A magnetic recording and reproducing device is mounted with a magnetic recording medium and a magnetic head, and the data on the magnetic recording medium is written in or read out by means of the magnetic head. To increase recording capacity for a unit area of the magnetic recording medium, it is necessary to increase areal recording density. However, when the bit length to be recorded becomes small, the longitudinal magnetic recording system currently practiced is apt to cause the problem of thermal fluctuation in magnetization, leading to another problem that the longitudinal recording density cannot be increased.
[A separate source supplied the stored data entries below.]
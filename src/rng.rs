//! Random number generation for the simulation
//!
//! Provides one shared source for:
//! - Role assignment at deployment
//! - Random-walk and dispersal targets
//! - Per-round shuffling of the execution order
//! - Base placement
//!
//! Seeded runs are fully reproducible; the shuffled order is the only source
//! of ordering effects between agents.

use fastrand::Rng;

/// Seedable simulation RNG
#[derive(Debug, Clone)]
pub struct SimRng {
    inner: Rng,
}

impl SimRng {
    /// Create a reproducible RNG from a seed
    pub fn seeded(seed: u64) -> Self {
        Self {
            inner: Rng::with_seed(seed),
        }
    }

    /// Create an RNG seeded from entropy
    pub fn from_entropy() -> Self {
        Self { inner: Rng::new() }
    }

    /// Seeded when `seed` is set, entropy otherwise
    pub fn from_seed(seed: Option<u64>) -> Self {
        match seed {
            Some(seed) => Self::seeded(seed),
            None => Self::from_entropy(),
        }
    }

    /// Uniform integer in `[low, high)`; returns `low` for an empty range
    pub fn range_i32(&mut self, low: i32, high: i32) -> i32 {
        if high <= low {
            return low;
        }
        self.inner.i32(low..high)
    }

    /// Uniform index in `[0, len)`
    ///
    /// # Panics
    /// When `len` is zero.
    pub fn index(&mut self, len: usize) -> usize {
        self.inner.usize(..len)
    }

    /// Uniform choice from a slice
    pub fn choice<'a, T>(&mut self, items: &'a [T]) -> Option<&'a T> {
        if items.is_empty() {
            return None;
        }
        items.get(self.index(items.len()))
    }

    /// `true` with the given probability
    pub fn weighted_bool(&mut self, probability: f64) -> bool {
        self.inner.f64() < probability
    }

    /// Shuffle a slice in place
    pub fn shuffle<T>(&mut self, items: &mut [T]) {
        self.inner.shuffle(items);
    }
}

impl Default for SimRng {
    fn default() -> Self {
        Self::from_entropy()
    }
}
As a solution to the above problem, there is a perpendicular recording system in which magnetizing signal is recorded with a magnetic monopole head in the perpendicular direction onto a double-layer perpendicular medium with a soft under layer. This system makes it possible to apply a stronger recording magnetic field to a medium. Accordingly, the recording layer that has a large magnetic anisotropy constant can be used. Also, the magnetic recording medium for the perpendicular recording system has a merit in that, by making magnetic layer thicken, it becomes possible to enlarge cubic content while keeping the grain diameter appearing on the surface of the medium as small as is, that is, keeping the bit length as small as is. Further, in the perpendicular magnetic recording, record magnetization formed in the medium is kept in the direction perpendicular to the film surface, which is advantageous to stably holding record magnetization recorded in high density. With a view to enhancement of longitudinal recording density of the magnetic recording device, this perpendicular magnetic recording system is getting into wider use in place of the conventional longitudinal magnetic recording system. For the perpendicular magnetic recording, the magnetic head used for recording and reproducing is of a type of separated heads respectively for recording and reproducing. For the reproducing head, a magnetoresistance effect type head similar to the one used for conventional longitudinal magnetic recording is used, and for the recording head, a magnetic monopole head including a main magnetic pole and an auxiliary magnetic pole may be used.
In the perpendicular magnetic recording system, demand for making steeper the recording magnetic field generated by the magnetic head has arisen in order to enhance the recording characteristics such as resolution power and S/N ratio and thereby to improve track recording density and track density. However, since the magnetic flux from the main magnetic pole spreads out spatially according to the distance from the main magnetic pole, there has been a problem that the magnetic field gradient necessary for recording becomes small. Also, as the magnetic field affects adjacent tracks too, it has been regarded a problem that the data recorded in the adjacent tracks are apt to get deleted. Though effective remedy is to reduce the distance between the main pole and the medium, it is necessary on the other hand to retain a certain necessary clearance between the main pole and the medium to avoid contact with each other.
To solve the above problem, M. Mallary IEEE Trans. Magn., vol 38 pp 1719-1724 (2002) (“Non-patent Document 1”) discloses a so-called shield type magnetic monopole head in which a shield is disposed so as to absorb magnetic flux derived from the side on the trailing side of the main magnetic pole. Such shield is described as being able to make steep the head magnetic field relating to recording. Also disclosed in U.S. Pat. No. 4,656,546 (“Patent Document 1”) and Japanese Unexamined Patent Application Publication No. 2005-190518 (“Patent Document 2”) is a shield type magnetic head in which an additional shield is provided to absorb magnetic flux leaking out from the main magnetic pole to the adjacent track side. The use of this head may reduce the magnetic field charged to the adjacent tracks in the recording process.